The task:
Once the line with "Get error severity level" is found in the entries below, repeat it and each following line exactly, up to and including the line with "pub mod layers;". Add no other lines.

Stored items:

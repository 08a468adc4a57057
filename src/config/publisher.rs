//! One-shot publication of settled values to the legacy property namespace
//!
//! Anything started after this point that reads `jetty.port`, `solr.solr.home`
//! and friends observes the values this process actually resolved, whichever
//! layer supplied them.

use super::keys::{self, OVERRIDE_MAPPINGS};
use super::properties::PropertySink;
use super::resolver::ResolvedConfig;
use super::ConfigError;

/// A single property write performed by [`publish`]
#[derive(Debug, Clone, PartialEq, Eq)]
pub struct PublishedProperty {
    pub key: String,
    pub value: String,
}

impl PublishedProperty {
    fn new(key: &str, value: &str) -> Self {
        Self {
            key: key.to_string(),
            value: value.to_string(),
        }
    }
}

/// Compute every write first, then apply them, so a failing lookup leaves
/// the sink untouched.
pub fn publish<S>(resolved: &ResolvedConfig, sink: &mut S) -> Result<Vec<PublishedProperty>, ConfigError>
where
    S: PropertySink + ?Sized,
{
    let mut writes = Vec::with_capacity(OVERRIDE_MAPPINGS.len() + 2);

    for mapping in OVERRIDE_MAPPINGS {
        let value = resolved.get_string(&mapping.canonical_path())?;
        let value = value.trim();
        if !value.is_empty() {
            writes.push(PublishedProperty::new(mapping.external, value));
        }
    }

    if resolved.get_bool(&keys::canonical_path(keys::ZK_RUN))? {
        writes.push(PublishedProperty::new(keys::SYS_PROP_ZK_RUN, "true"));
    }

    writes.push(PublishedProperty::new(keys::LOGGING_PROVIDER_PROPERTY, keys::LOGGING_PROVIDER));

    for write in &writes {
        sink.set_property(&write.key, &write.value);
    }

    Ok(writes)
}

#[cfg(test)]
mod tests {
    use super::*;
    use crate::config::layers::{ConfigLayer, LayerKind};
    use crate::config::resolver::LayeredResolver;
    use std::collections::BTreeMap;

    fn resolved(file: &str) -> ResolvedConfig {
        LayeredResolver::new()
            .with_layer(ConfigLayer::from_toml_str(LayerKind::File, "test.toml", file).unwrap())
            .with_layer(ConfigLayer::defaults().unwrap())
            .resolve()
            .unwrap()
    }

    #[test]
    fn test_publishes_canonical_values() {
        let config = resolved("[solr.undertow]\nhttpClusterPort = 8983\nsolrHome = \"  /srv/solr  \"\nzkHost = \"   \"");
        let mut sink = BTreeMap::new();

        let writes = publish(&config, &mut sink).unwrap();

        assert_eq!(sink.get("jetty.port").map(String::as_str), Some("8983"));
        assert_eq!(sink.get("solr.solr.home").map(String::as_str), Some("/srv/solr"));
        assert_eq!(sink.get("hostContext").map(String::as_str), Some("/"));
        assert!(!sink.contains_key("zkHost"));
        assert!(!sink.contains_key("zkRun"));
        assert_eq!(sink.get("org.jboss.logging.provider").map(String::as_str), Some("slf4j"));
        assert_eq!(writes.len(), sink.len());
    }

    #[test]
    fn test_zk_run_marker() {
        let config = resolved("[solr.undertow]\nzkRun = true");
        let mut sink = BTreeMap::new();
        publish(&config, &mut sink).unwrap();
        assert_eq!(sink.get("zkRun").map(String::as_str), Some("true"));
    }

    #[test]
    fn test_failed_lookup_writes_nothing() {
        let config = LayeredResolver::new()
            .with_layer(ConfigLayer::from_toml_str(LayerKind::File, "test.toml", "[solr.undertow]\nhttpClusterPort = 1").unwrap())
            .resolve()
            .unwrap();
        let mut sink = BTreeMap::new();

        assert!(publish(&config, &mut sink).is_err());
        assert!(sink.is_empty());
    }
}
//! Error handling for SolrUndertow
//!
//! This module defines the top-level error type used by the launcher
//! and the severity classification used when reporting startup failures.

use thiserror::Error;

use crate::config::ConfigError;

/// Main error type for SolrUndertow
#[derive(Error, Debug)]
pub enum SolrUndertowError {
    #[error("Configuration error: {0}")]
    Config(#[from] ConfigError),

    #[error("Logging setup failed: {0}")]
    Logging(String),

    #[error("Invalid argument: {0}")]
    InvalidArgument(String),

    #[error("Configuration failed validation with {0} error(s)")]
    ValidationFailed(usize),
}

/// Result type alias for SolrUndertow operations
pub type Result<T> = std::result::Result<T, SolrUndertowError>;

impl SolrUndertowError {
    /// Get error severity level
    pub fn severity(&self) -> ErrorSeverity {
        match self {
            SolrUndertowError::Config(_) => ErrorSeverity::Critical,
            SolrUndertowError::ValidationFailed(_) => ErrorSeverity::Critical,
            SolrUndertowError::Logging(_) => ErrorSeverity::Warning,
            SolrUndertowError::InvalidArgument(_) => ErrorSeverity::Error,
        }
    }
}

/// Error severity levels
#[derive(Debug, Clone, Copy, PartialEq, Eq)]
pub enum ErrorSeverity {
    Warning,
    Error,
    Critical,
}

impl std::fmt::Display for ErrorSeverity {
    fn fmt(&self, f: &mut std::fmt::Formatter<'_>) -> std::fmt::Result {
        match self {
            ErrorSeverity::Warning => write!(f, "WARN"),
            ErrorSeverity::Error => write!(f, "ERROR"),
            ErrorSeverity::Critical => write!(f, "CRITICAL"),
        }
    }
}
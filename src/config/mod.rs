//! Configuration management module
//!
//! Startup configuration is resolved once, in this order:
//!
//! ```text
//! legacy names (jetty.port, solr.solr.home, ...)  → layers::collect_overrides
//! overrides > system properties > environment > file > defaults
//!                                                 → resolver (merge + ${refs})
//! ResolvedConfig                                  → publisher (one-shot write-back)
//! ResolvedConfig                                  → ServerSettings + RequestLimitPolicy
//! ServerSettings                                  → validation (aggregated)
//! ServerSettings + ResolvedConfig                 → report
//! ```

pub mod error;
pub mod keys;
pub mod layers;
pub mod properties;
pub mod publisher;
pub mod report;
pub mod request_limits;
pub mod resolver;
pub mod settings;
pub mod validation;
pub mod value;

use std::path::{Path, PathBuf};

pub use error::ConfigError;
pub use layers::{ConfigLayer, LayerKind};
pub use properties::{ProcessInputs, PropertySink, SystemProperties};
pub use publisher::{publish, PublishedProperty};
pub use request_limits::RequestLimitPolicy;
pub use resolver::{LayeredResolver, ResolvedConfig};
pub use settings::ServerSettings;
pub use validation::{ValidationError, ValidationReport};

/// Everything produced by a successful load
#[derive(Debug, Clone)]
pub struct LoadedConfig {
    pub config_file: PathBuf,
    pub resolved: ResolvedConfig,
    pub published: Vec<PublishedProperty>,
    pub settings: ServerSettings,
}

impl LoadedConfig {
    pub fn validate(&self) -> ValidationReport {
        self.settings.validate()
    }

    pub fn report(&self) {
        report::report(&self.config_file, &self.settings, &self.resolved);
    }
}

/// Resolve, publish to the process system properties, then project.
///
/// Must complete before anything that reads the legacy properties starts.
pub fn load(config_file: &Path) -> Result<LoadedConfig, ConfigError> {
    load_with(config_file, &ProcessInputs::capture(), &mut SystemProperties)
}

/// [`load`] with explicit inputs and property sink
pub fn load_with<S>(config_file: &Path, inputs: &ProcessInputs, sink: &mut S) -> Result<LoadedConfig, ConfigError>
where
    S: PropertySink + ?Sized,
{
    let resolved = resolver::resolve(config_file, inputs)?;
    let published = publish(&resolved, sink)?;
    let settings = ServerSettings::from_config(&resolved)?;

    Ok(LoadedConfig {
        config_file: config_file.to_path_buf(),
        resolved,
        published,
        settings,
    })
}
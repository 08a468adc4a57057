//! Configuration errors
//!
//! These are raised eagerly while layers are read, merged, resolved or
//! projected into typed settings. Any of them aborts startup.

use std::path::PathBuf;

use thiserror::Error;

#[derive(Error, Debug)]
pub enum ConfigError {
    #[error("cannot read configuration file {}: {source}", .path.display())]
    Io {
        path: PathBuf,
        #[source]
        source: std::io::Error,
    },

    #[error("cannot parse {origin}: {source}")]
    Parse {
        origin: String,
        #[source]
        source: toml::de::Error,
    },

    #[error("{path}: malformed reference in value '{value}'")]
    MalformedReference { path: String, value: String },

    #[error("{path}: could not resolve substitution ${{{reference}}}")]
    UnresolvedReference { path: String, reference: String },

    #[error("{path}: ${{{reference}}} is a table or list and cannot be part of a string")]
    UnsupportedConcatenation { path: String, reference: String },

    #[error("cycle detected while resolving ${{{0}}}")]
    CyclicReference(String),

    #[error("no configuration setting found for key '{0}'")]
    MissingPath(String),

    #[error("{path} has type {found} rather than {expected}")]
    WrongType {
        path: String,
        expected: &'static str,
        found: &'static str,
    },

    #[error("{path} value {value} is out of range: {reason}")]
    OutOfRange {
        path: String,
        value: i64,
        reason: &'static str,
    },

    #[error("request limit '{name}' is listed in activeRequestLimits but requestLimits.{name} is not defined")]
    MissingRequestLimit { name: String },
}
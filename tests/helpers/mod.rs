//! Test helpers module
//!
//! Temporary server layouts and configuration files for integration tests.

#![allow(dead_code)]

pub mod layout;

pub use layout::*;
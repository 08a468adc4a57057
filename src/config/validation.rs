//! Configuration validation module
//!
//! Structural checks run once at startup over the projected settings.
//! Every check runs regardless of earlier failures; the caller receives the
//! full list and decides whether to abort.

use std::path::{Path, PathBuf};

use rustix::fs::{access, Access};
use thiserror::Error;
use tracing::{error, info};

use super::ServerSettings;
use crate::utils::helpers::absolute_path;

/// A single failed startup check
#[derive(Debug, Clone, PartialEq, Eq, Error)]
pub enum ValidationError {
    #[error("{name}: exactPaths AND/OR pathSuffixes is required in request limit")]
    EmptyRequestLimit { name: String },

    #[error("{label} dir does not exist: {}", .path.display())]
    DirMissing { label: &'static str, path: PathBuf },

    #[error("{label} dir must be writable by current user: {}", .path.display())]
    DirNotWritable { label: &'static str, path: PathBuf },

    #[error("{label} does not exist: {}", .path.display())]
    PathMissing { label: &'static str, path: PathBuf },

    #[error("{label} must be readable by current user: {}", .path.display())]
    PathNotReadable { label: &'static str, path: PathBuf },
}

/// Outcome of a validation pass
#[derive(Debug, Clone, Default, PartialEq, Eq)]
pub struct ValidationReport {
    errors: Vec<ValidationError>,
}

impl ValidationReport {
    /// True iff no check failed
    pub fn is_valid(&self) -> bool {
        self.errors.is_empty()
    }

    pub fn errors(&self) -> &[ValidationError] {
        &self.errors
    }

    pub fn messages(&self) -> Vec<String> {
        self.errors.iter().map(ToString::to_string).collect()
    }

    fn record(&mut self, err: ValidationError) {
        error!("{}", err);
        self.errors.push(err);
    }
}

/// Validate policies and the filesystem layout
pub fn validate_settings(settings: &ServerSettings) -> ValidationReport {
    info!("Validating server configuration");
    let mut report = ValidationReport::default();

    for policy in &settings.request_limiters {
        if let Err(err) = policy.validate() {
            report.record(err);
        }
    }

    exists_is_writable(&mut report, "solrHome", &settings.solr_home);
    exists_is_writable(&mut report, "solrLogs", &settings.solr_logs);
    exists_is_writable(&mut report, "tempDir", &settings.temp_dir);
    exists_is_readable(&mut report, "solrWarFile", &settings.solr_war_file);

    if let Some(lib_ext_dir) = &settings.lib_ext_dir {
        exists_is_readable(&mut report, "libExtDir", lib_ext_dir);
    }

    report
}

fn exists_is_writable(report: &mut ValidationReport, label: &'static str, dir: &Path) {
    let path = absolute_path(dir);
    if !dir.exists() {
        report.record(ValidationError::DirMissing { label, path: path.clone() });
    }
    if !is_writable_dir(dir) {
        report.record(ValidationError::DirNotWritable { label, path });
    }
}

fn exists_is_readable(report: &mut ValidationReport, label: &'static str, target: &Path) {
    let path = absolute_path(target);
    if !target.exists() {
        report.record(ValidationError::PathMissing { label, path: path.clone() });
    }
    if !is_readable(target) {
        report.record(ValidationError::PathNotReadable { label, path });
    }
}

/// Permission query for the current user, no files are created
fn is_writable_dir(dir: &Path) -> bool {
    dir.is_dir() && access(dir, Access::WRITE_OK).is_ok()
}

fn is_readable(target: &Path) -> bool {
    access(target, Access::READ_OK).is_ok()
}
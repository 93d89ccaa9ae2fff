//! Board output stage
//!
//! The C64 board follows the SID with an RC low-pass (about 16 kHz) and an AC
//! coupling high-pass (about 16 Hz). The high-pass removes the voices' DC
//! offset, so silence settles at zero.

/// Low-pass corner times 2π, in rad/s
const LOWPASS_W0: f64 = 100_000.0;

/// High-pass corner times 2π, in rad/s
const HIGHPASS_W0: f64 = 100.0;

/// RC low-pass followed by RC high-pass
#[derive(Debug, Clone)]
pub struct ExternalFilter {
    vlp: f32,
    vhp: f32,
    w0lp: f32,
    w0hp: f32,
}

impl ExternalFilter {
    /// Create a filter for a system clock in Hz
    pub fn new(clock_frequency: f64) -> Self {
        let mut filter = ExternalFilter {
            vlp: 0.0,
            vhp: 0.0,
            w0lp: 0.0,
            w0hp: 0.0,
        };
        filter.set_clock_frequency(clock_frequency);
        filter
    }

    /// Recompute coefficients for a new system clock
    pub fn set_clock_frequency(&mut self, clock_frequency: f64) {
        self.w0lp = (LOWPASS_W0 / clock_frequency) as f32;
        self.w0hp = (HIGHPASS_W0 / clock_frequency) as f32;
    }

    /// One cycle
    #[inline]
    pub fn clock(&mut self, vi: f32) -> f32 {
        self.vlp += (vi - self.vlp) * self.w0lp;
        self.vhp += (self.vlp - self.vhp) * self.w0hp;
        self.vlp - self.vhp
    }

    /// Flush denormals
    pub fn zero_denormals(&mut self) {
        if self.vhp.abs() < 1e-12 {
            self.vhp = 0.0;
        }
        if self.vlp.abs() < 1e-12 {
            self.vlp = 0.0;
        }
    }

    /// Clear state
    pub fn reset(&mut self) {
        self.vlp = 0.0;
        self.vhp = 0.0;
    }
}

Expected answer:
    /// Get error severity level
    pub fn severity(&self) -> ErrorSeverity {
        match self {
            SolrUndertowError::Config(_) => ErrorSeverity::Critical,
            SolrUndertowError::ValidationFailed(_) => ErrorSeverity::Critical,
            SolrUndertowError::Logging(_) => ErrorSeverity::Warning,
            SolrUndertowError::InvalidArgument(_) => ErrorSeverity::Error,
        }
    }
}

/// Error severity levels
#[derive(Debug, Clone, Copy, PartialEq, Eq)]
pub enum ErrorSeverity {
    Warning,
    Error,
    Critical,
}

impl std::fmt::Display for ErrorSeverity {
    fn fmt(&self, f: &mut std::fmt::Formatter<'_>) -> std::fmt::Result {
        match self {
            ErrorSeverity::Warning => write!(f, "WARN"),
            ErrorSeverity::Error => write!(f, "ERROR"),
            ErrorSeverity::Critical => write!(f, "CRITICAL"),
        }
    }
}
filename src/config/mod.rs
//! Configuration management module
//!
//! Startup configuration is resolved once, in this order:
//!
//! ```text
//! legacy names (jetty.port, solr.solr.home, ...)  → layers::collect_overrides
//! overrides > system properties > environment > file > defaults
//!                                                 → resolver (merge + ${refs})
//! ResolvedConfig                                  → publisher (one-shot write-back)
//! ResolvedConfig                                  → ServerSettings + RequestLimitPolicy
//! ServerSettings                                  → validation (aggregated)
//! ServerSettings + ResolvedConfig                 → report
//! ```

pub mod error;
pub mod keys;
pub mod layers;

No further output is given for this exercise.